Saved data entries

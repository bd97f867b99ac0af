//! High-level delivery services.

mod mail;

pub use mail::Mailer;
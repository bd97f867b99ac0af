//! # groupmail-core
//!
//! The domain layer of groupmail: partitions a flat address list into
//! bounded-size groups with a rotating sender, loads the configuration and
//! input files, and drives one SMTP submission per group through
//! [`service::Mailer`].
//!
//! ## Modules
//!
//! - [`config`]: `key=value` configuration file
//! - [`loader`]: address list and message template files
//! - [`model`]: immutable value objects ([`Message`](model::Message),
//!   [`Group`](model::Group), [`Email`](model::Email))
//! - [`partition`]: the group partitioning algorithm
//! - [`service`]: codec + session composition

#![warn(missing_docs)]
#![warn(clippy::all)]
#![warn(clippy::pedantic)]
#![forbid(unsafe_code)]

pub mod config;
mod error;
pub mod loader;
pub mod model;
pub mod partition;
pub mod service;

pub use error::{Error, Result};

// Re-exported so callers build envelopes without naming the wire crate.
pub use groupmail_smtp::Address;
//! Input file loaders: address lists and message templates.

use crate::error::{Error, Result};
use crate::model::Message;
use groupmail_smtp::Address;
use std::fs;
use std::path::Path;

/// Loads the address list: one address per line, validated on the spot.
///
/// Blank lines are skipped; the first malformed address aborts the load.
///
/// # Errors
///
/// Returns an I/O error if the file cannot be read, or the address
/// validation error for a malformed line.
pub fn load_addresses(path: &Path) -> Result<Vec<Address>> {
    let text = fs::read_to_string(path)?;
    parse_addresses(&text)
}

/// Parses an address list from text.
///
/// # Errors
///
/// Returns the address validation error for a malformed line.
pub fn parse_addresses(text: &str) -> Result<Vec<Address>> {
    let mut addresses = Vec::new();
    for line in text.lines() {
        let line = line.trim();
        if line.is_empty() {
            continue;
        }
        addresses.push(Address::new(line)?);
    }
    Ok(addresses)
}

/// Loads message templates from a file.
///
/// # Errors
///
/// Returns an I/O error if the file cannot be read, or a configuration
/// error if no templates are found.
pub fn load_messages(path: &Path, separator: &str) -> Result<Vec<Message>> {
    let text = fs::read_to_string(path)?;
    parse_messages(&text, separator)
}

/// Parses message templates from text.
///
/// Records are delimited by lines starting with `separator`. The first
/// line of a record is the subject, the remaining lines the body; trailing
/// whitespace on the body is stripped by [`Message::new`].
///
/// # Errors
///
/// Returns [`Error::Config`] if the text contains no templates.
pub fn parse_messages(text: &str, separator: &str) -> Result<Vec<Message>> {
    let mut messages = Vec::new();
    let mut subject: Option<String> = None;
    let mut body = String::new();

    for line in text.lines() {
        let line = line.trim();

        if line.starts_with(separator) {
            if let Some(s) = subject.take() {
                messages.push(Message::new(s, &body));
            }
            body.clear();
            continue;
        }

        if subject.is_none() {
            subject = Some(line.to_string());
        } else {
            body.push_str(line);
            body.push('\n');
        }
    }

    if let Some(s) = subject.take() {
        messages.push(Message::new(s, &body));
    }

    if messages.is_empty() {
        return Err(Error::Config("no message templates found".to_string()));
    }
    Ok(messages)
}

--

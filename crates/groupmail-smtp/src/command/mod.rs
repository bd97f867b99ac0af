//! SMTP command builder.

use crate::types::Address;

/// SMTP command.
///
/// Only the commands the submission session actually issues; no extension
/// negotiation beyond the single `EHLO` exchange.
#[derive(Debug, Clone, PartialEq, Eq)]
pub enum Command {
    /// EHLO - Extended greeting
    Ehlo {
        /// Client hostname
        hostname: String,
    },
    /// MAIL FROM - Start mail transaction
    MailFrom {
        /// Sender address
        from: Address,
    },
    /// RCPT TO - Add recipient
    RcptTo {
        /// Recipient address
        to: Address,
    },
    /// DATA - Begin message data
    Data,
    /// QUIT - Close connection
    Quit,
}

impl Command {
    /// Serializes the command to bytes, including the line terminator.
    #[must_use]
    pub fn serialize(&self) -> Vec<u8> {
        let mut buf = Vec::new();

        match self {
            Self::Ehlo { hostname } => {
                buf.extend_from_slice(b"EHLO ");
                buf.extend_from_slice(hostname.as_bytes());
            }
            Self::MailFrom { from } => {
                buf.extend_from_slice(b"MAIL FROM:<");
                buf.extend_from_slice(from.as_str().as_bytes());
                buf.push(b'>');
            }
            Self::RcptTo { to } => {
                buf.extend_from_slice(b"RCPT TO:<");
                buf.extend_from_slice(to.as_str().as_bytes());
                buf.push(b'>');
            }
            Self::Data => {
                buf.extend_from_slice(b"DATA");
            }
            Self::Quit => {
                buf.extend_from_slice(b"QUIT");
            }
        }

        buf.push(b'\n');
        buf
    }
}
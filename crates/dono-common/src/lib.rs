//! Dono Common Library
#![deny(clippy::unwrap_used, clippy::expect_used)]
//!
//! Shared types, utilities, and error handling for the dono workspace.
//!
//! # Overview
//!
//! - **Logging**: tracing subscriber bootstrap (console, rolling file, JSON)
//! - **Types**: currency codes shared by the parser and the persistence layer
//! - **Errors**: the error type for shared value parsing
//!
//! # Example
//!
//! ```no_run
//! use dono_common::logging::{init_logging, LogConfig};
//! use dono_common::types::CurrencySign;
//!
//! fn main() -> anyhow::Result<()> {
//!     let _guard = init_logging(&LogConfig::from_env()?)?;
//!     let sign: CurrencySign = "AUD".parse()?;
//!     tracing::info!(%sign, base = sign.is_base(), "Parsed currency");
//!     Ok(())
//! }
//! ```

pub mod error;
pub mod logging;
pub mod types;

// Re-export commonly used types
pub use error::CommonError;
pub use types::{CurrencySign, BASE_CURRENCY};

* **Description of the task**
Where a line of the entries contains the word "CurrencySign", count it, then state the total and nothing else.

* **Solution below**
3